+++ Input
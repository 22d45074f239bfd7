use tree_sitter::{Language, Node, Parser, Tree};

use super::{NodeKind, ParseError, SourceParser, SyntaxNode, SyntaxTree};

/// A grammar plus the table deciding which of its nodes become regions.
#[derive(Debug, Clone, Copy)]
pub struct TreeSitterParser {
    name: &'static str,
    grammar: Grammar,
}

#[derive(Debug, Clone, Copy, PartialEq, Eq)]
enum Grammar {
    Rust,
    Python,
    Go,
    TypeScript,
    Tsx,
}

impl Grammar {
    fn language(self) -> Language {
        match self {
            Self::Rust => tree_sitter_rust::LANGUAGE.into(),
            Self::Python => tree_sitter_python::LANGUAGE.into(),
            Self::Go => tree_sitter_go::LANGUAGE.into(),
            Self::TypeScript => tree_sitter_typescript::LANGUAGE_TYPESCRIPT.into(),
            Self::Tsx => tree_sitter_typescript::LANGUAGE_TSX.into(),
        }
    }

    /// Region kind for a syntax node, or `None` when it is not a region.
    fn region_kind(self, node: &Node<'_>) -> Option<NodeKind> {
        match (self, node.kind()) {
            (Self::Rust, "function_item")
            | (Self::Python, "function_definition")
            | (Self::Go, "function_declaration" | "method_declaration")
            | (
                Self::TypeScript | Self::Tsx,
                "function_declaration" | "generator_function_declaration" | "method_definition",
            ) => Some(NodeKind::Function),
            (
                Self::Rust,
                "struct_item" | "enum_item" | "union_item" | "trait_item" | "impl_item"
                | "mod_item",
            )
            | (Self::Python, "class_definition")
            | (
                Self::TypeScript | Self::Tsx,
                "class_declaration" | "abstract_class_declaration" | "interface_declaration",
            ) => Some(NodeKind::Class),
            (Self::Go, "type_spec") => node
                .child_by_field_name("type")
                .filter(|ty| matches!(ty.kind(), "struct_type" | "interface_type"))
                .map(|_| NodeKind::Class),
            (Self::TypeScript | Self::Tsx, "variable_declarator") => node
                .child_by_field_name("value")
                .filter(|value| matches!(value.kind(), "arrow_function" | "function_expression"))
                .map(|_| NodeKind::Function),
            _ => None,
        }
    }

    /// Whether a Rust item is only a declaration (`struct Marker;`, `mod foo;`).
    fn is_bodyless(self, node: &Node<'_>) -> bool {
        self == Self::Rust
            && matches!(node.kind(), "struct_item" | "union_item" | "mod_item")
            && node.child_by_field_name("body").is_none()
    }

    fn region_name<'s>(self, node: &Node<'_>, source: &'s str) -> Option<&'s str> {
        let field = if self == Self::Rust && node.kind() == "impl_item" {
            "type"
        } else {
            "name"
        };
        let text = node
            .child_by_field_name(field)?
            .utf8_text(source.as_bytes())
            .ok()?;
        // `impl<T> Foo<T>` is named after `Foo`.
        text.split('<').next().map(str::trim)
    }
}

impl TreeSitterParser {
    pub const RUST: Self = Self::new("rust", Grammar::Rust);
    pub const PYTHON: Self = Self::new("python", Grammar::Python);
    pub const GO: Self = Self::new("go", Grammar::Go);
    pub const TYPESCRIPT: Self = Self::new("typescript", Grammar::TypeScript);
    /// JavaScript and JSX parse with the TSX grammar, which accepts both.
    pub const JAVASCRIPT: Self = Self::new("javascript", Grammar::Tsx);
    pub const TSX: Self = Self::new("tsx", Grammar::Tsx);

    const fn new(name: &'static str, grammar: Grammar) -> Self {
        Self { name, grammar }
    }

    fn syntax_tree(&self, content: &str) -> Result<Tree, ParseError> {
        let mut parser = Parser::new();
        parser
            .set_language(&self.grammar.language())
            .map_err(|e| ParseError::new(0, format!("grammar unavailable: {e}")))?;
        parser
            .parse(content, None)
            .ok_or_else(|| ParseError::new(0, "parser produced no tree"))
    }

    fn collect(&self, node: Node<'_>, source: &str, out: &mut Vec<SyntaxNode>) {
        let mut cursor = node.walk();
        for child in node.named_children(&mut cursor) {
            let region = self
                .grammar
                .region_kind(&child)
                .filter(|_| !self.grammar.is_bodyless(&child))
                .and_then(|kind| {
                    let name = self.grammar.region_name(&child, source)?;
                    let (start, end) = line_span(&child);
                    Some(SyntaxNode::new(kind, name, start, end))
                });
            match region {
                Some(mut region) => {
                    self.collect(child, source, &mut region.children);
                    out.push(region);
                }
                None => self.collect(child, source, out),
            }
        }
    }
}

impl SourceParser for TreeSitterParser {
    fn language(&self) -> &'static str {
        self.name
    }

    fn parse(&self, content: &str) -> Result<SyntaxTree, ParseError> {
        // A leading BOM is not part of any grammar; removing it keeps rows intact.
        let content = content.strip_prefix('\u{feff}').unwrap_or(content);
        let tree = self.syntax_tree(content)?;
        let root = tree.root_node();
        if root.has_error() {
            let line = first_error(root).map_or(1, |n| n.start_position().row + 1);
            return Err(ParseError::new(line, "syntax error"));
        }

        let mut nodes = Vec::new();
        self.collect(root, content, &mut nodes);
        Ok(SyntaxTree { nodes })
    }
}

/// 1-indexed inclusive line span of a node.
fn line_span(node: &Node<'_>) -> (usize, usize) {
    let start = node.start_position();
    let end = node.end_position();
    // A node ending at column 0 stops before that row's first character.
    let end_row = if end.column == 0 && end.row > start.row {
        end.row - 1
    } else {
        end.row
    };
    (start.row + 1, end_row + 1)
}

fn first_error(node: Node<'_>) -> Option<Node<'_>> {
    if node.is_error() || node.is_missing() {
        return Some(node);
    }
    let mut cursor = node.walk();
    let children: Vec<Node<'_>> = node.children(&mut cursor).collect();
    children
        .into_iter()
        .filter(|child| child.has_error())
        .find_map(first_error)
}

#[cfg(test)]
#[path = "grammar_tests.rs"]
mod tests;
use std::collections::BTreeSet;

use crate::context::FileScanContext;
use crate::error::Result;
use crate::parser::NodeKind;
use crate::resource::SourceFile;
use crate::scanner::support::{domain_terms, read_and_parse};
use crate::scanner::{Scanner, ScannerKind};
use crate::violation::{Severity, Violation};

/// Checks that test files declare tests and name them in domain terms.
///
/// A test file with no test function is a violation at the rule's severity.
/// When the story graph carries domain terms, each test whose name shares
/// none of them is reported as a warning.
#[derive(Debug, Clone, Copy, Default)]
pub struct TestFileNamingScanner;

impl TestFileNamingScanner {
    fn is_test_function(file: &SourceFile, name: &str, start_line: usize) -> bool {
        if name.to_ascii_lowercase().starts_with("test") {
            return true;
        }
        // Rust tests are marked by attribute, not by name.
        start_line
            .checked_sub(1)
            .and_then(|prev| file.line(prev))
            .is_some_and(|line| line.content.trim() == "#[test]")
    }

    fn name_terms(name: &str) -> BTreeSet<String> {
        domain_terms(&serde_json::json!({ "name": name }))
    }

    fn check_file(ctx: &FileScanContext<'_>, file: &SourceFile) -> Result<Vec<Violation>> {
        if !file.parse_safely() {
            return Ok(Vec::new());
        }
        let location = ctx.file_path.display().to_string();

        let tests: Vec<_> = file
            .blocks()
            .iter()
            .filter(|b| b.kind() == NodeKind::Function)
            .filter(|b| Self::is_test_function(file, b.name(), b.start_line()))
            .collect();

        if tests.is_empty() {
            return Ok(vec![
                Violation::new(ctx.rule, "Test file defines no tests")?.at_location(location),
            ]);
        }

        let domain = domain_terms(ctx.story_graph());
        if domain.is_empty() {
            return Ok(Vec::new());
        }

        let mut violations = Vec::new();
        for test in tests {
            if Self::name_terms(test.name()).is_disjoint(&domain) {
                violations.push(
                    Violation::new(
                        ctx.rule,
                        format!("Test '{}' uses no domain term", test.name()),
                    )?
                    .with_severity(Severity::Warning)
                    .at_location(location.clone())
                    .at_line(test.start_line()),
                );
            }
        }
        Ok(violations)
    }
}

impl Scanner for TestFileNamingScanner {
    fn kind(&self) -> ScannerKind {
        ScannerKind::Test
    }

    fn scan_file_with_context(&self, ctx: &FileScanContext<'_>) -> Result<Vec<Violation>> {
        if let Some(file) = ctx.file {
            return Self::check_file(ctx, file);
        }
        if !ctx.exists() {
            return Ok(Vec::new());
        }
        read_and_parse(ctx.file_path)
            .map_or_else(|| Ok(Vec::new()), |file| Self::check_file(ctx, &file))
    }
}

#[cfg(test)]
#[path = "test_naming_tests.rs"]
mod tests;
++++++
→ Task goal:
In the listing, find every line containing the word "static" and list it.

→ Answer to this task:
    name: &'static str,
    const fn new(name: &'static str, grammar: Grammar) -> Self {
    fn language(&self) -> &'static str {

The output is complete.